• **Try it**
Each record is to be given again precisely as written.

Saved data entries:
=== Section Start ===

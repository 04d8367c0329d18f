//! Routing error taxonomy.
//!
//! Per-attempt failures ([`ForwardError`]) are recovered inside the forwarder
//! by retrying elsewhere; only [`RouterError`] reaches the caller.

use std::time::Duration;

use axum::http::StatusCode;

use crate::load_balancer::SelectionError;

/// Why a single backend attempt failed.
#[derive(Debug, thiserror::Error)]
pub enum ForwardError {
    #[error("backend did not respond within {0:?}")]
    Timeout(Duration),

    #[error("transport error: {0}")]
    Transport(#[source] hyper_util::client::legacy::Error),

    #[error("backend answered with failure status {0}")]
    FailureStatus(StatusCode),
}

impl ForwardError {
    /// Short label for metrics and logs.
    pub fn kind(&self) -> &'static str {
        match self {
            ForwardError::Timeout(_) => "timeout",
            ForwardError::Transport(_) => "transport",
            ForwardError::FailureStatus(_) => "failure_status",
        }
    }
}

/// Errors surfaced to the client.
#[derive(Debug, thiserror::Error)]
pub enum RouterError {
    #[error("no eligible backend available")]
    AllBackendsUnavailable,

    #[error("forwarding failed after {attempts} attempt(s): {last}")]
    BackendForwardingFailed {
        attempts: u32,
        #[source]
        last: ForwardError,
    },

    #[error("request body exceeds {limit} bytes")]
    BodyTooLarge { limit: usize },

    #[error("failed to read request body: {0}")]
    InvalidRequestBody(#[source] axum::Error),

    #[error("request cannot be forwarded: {0}")]
    InvalidUpstreamRequest(#[source] axum::http::Error),
}

impl RouterError {
    /// Stable machine-readable code used in error bodies.
    pub fn code(&self) -> &'static str {
        match self {
            RouterError::AllBackendsUnavailable => "all_backends_unavailable",
            RouterError::BackendForwardingFailed { .. } => "backend_forwarding_failed",
            RouterError::BodyTooLarge { .. } => "payload_too_large",
            RouterError::InvalidRequestBody(_) => "invalid_request_body",
            RouterError::InvalidUpstreamRequest(_) => "invalid_upstream_request",
        }
    }

    pub fn status(&self) -> StatusCode {
        match self {
            RouterError::AllBackendsUnavailable => StatusCode::SERVICE_UNAVAILABLE,
            RouterError::BackendForwardingFailed { .. } => StatusCode::BAD_GATEWAY,
            RouterError::BodyTooLarge { .. } => StatusCode::PAYLOAD_TOO_LARGE,
            RouterError::InvalidRequestBody(_) | RouterError::InvalidUpstreamRequest(_) => {
                StatusCode::BAD_REQUEST
            }
        }
    }
}

impl From<SelectionError> for RouterError {
    fn from(err: SelectionError) -> Self {
        match err {
            SelectionError::AllBackendsUnavailable => RouterError::AllBackendsUnavailable,
        }
    }
}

=== Section End ===

• **Answer to the problem**
repository 04d8367c0329d18f
//! Routing error taxonomy.
//!
//! Per-attempt failures ([`ForwardError`]) are recovered inside the forwarder
//! by retrying elsewhere; only [`RouterError`] reaches the caller.

use std::time::Duration;

use axum::http::StatusCode;

use crate::load_balancer::SelectionError;

/// Why a single backend attempt failed.
#[derive(Debug, thiserror::Error)]
pub enum ForwardError {
    #[error("backend did not respond within {0:?}")]
    Timeout(Duration),

    #[error("transport error: {0}")]
    Transport(#[source] hyper_util::client::legacy::Error),

    #[error("backend answered with failure status {0}")]
    FailureStatus(StatusCode),
}

impl ForwardError {
    /// Short label for metrics and logs.
    pub fn kind(&self) -> &'static str {
        match self {
            ForwardError::Timeout(_) => "timeout",
            ForwardError::Transport(_) => "transport",
            ForwardError::FailureStatus(_) => "failure_status",
        }
    }
}

/// Errors surfaced to the client.
#[derive(Debug, thiserror::Error)]
pub enum RouterError {
    #[error("no eligible backend available")]
    AllBackendsUnavailable,

    #[error("forwarding failed after {attempts} attempt(s): {last}")]
    BackendForwardingFailed {
        attempts: u32,
        #[source]
        last: ForwardError,
    },

    #[error("request body exceeds {limit} bytes")]
    BodyTooLarge { limit: usize },

    #[error("failed to read request body: {0}")]
    InvalidRequestBody(#[source] axum::Error),

    #[error("request cannot be forwarded: {0}")]
    InvalidUpstreamRequest(#[source] axum::http::Error),
}

impl RouterError {
    /// Stable machine-readable code used in error bodies.
    pub fn code(&self) -> &'static str {
        match self {
            RouterError::AllBackendsUnavailable => "all_backends_unavailable",
            RouterError::BackendForwardingFailed { .. } => "backend_forwarding_failed",
            RouterError::BodyTooLarge { .. } => "payload_too_large",
            RouterError::InvalidRequestBody(_) => "invalid_request_body",
            RouterError::InvalidUpstreamRequest(_) => "invalid_upstream_request",
        }
    }

    pub fn status(&self) -> StatusCode {
        match self {
            RouterError::AllBackendsUnavailable => StatusCode::SERVICE_UNAVAILABLE,
            RouterError::BackendForwardingFailed { .. } => StatusCode::BAD_GATEWAY,
            RouterError::BodyTooLarge { .. } => StatusCode::PAYLOAD_TOO_LARGE,
            RouterError::InvalidRequestBody(_) | RouterError::InvalidUpstreamRequest(_) => {
                StatusCode::BAD_REQUEST
            }
        }
    }
}

impl From<SelectionError> for RouterError {
    fn from(err: SelectionError) -> Self {
        match err {
            SelectionError::AllBackendsUnavailable => RouterError::AllBackendsUnavailable,
        }
    }
}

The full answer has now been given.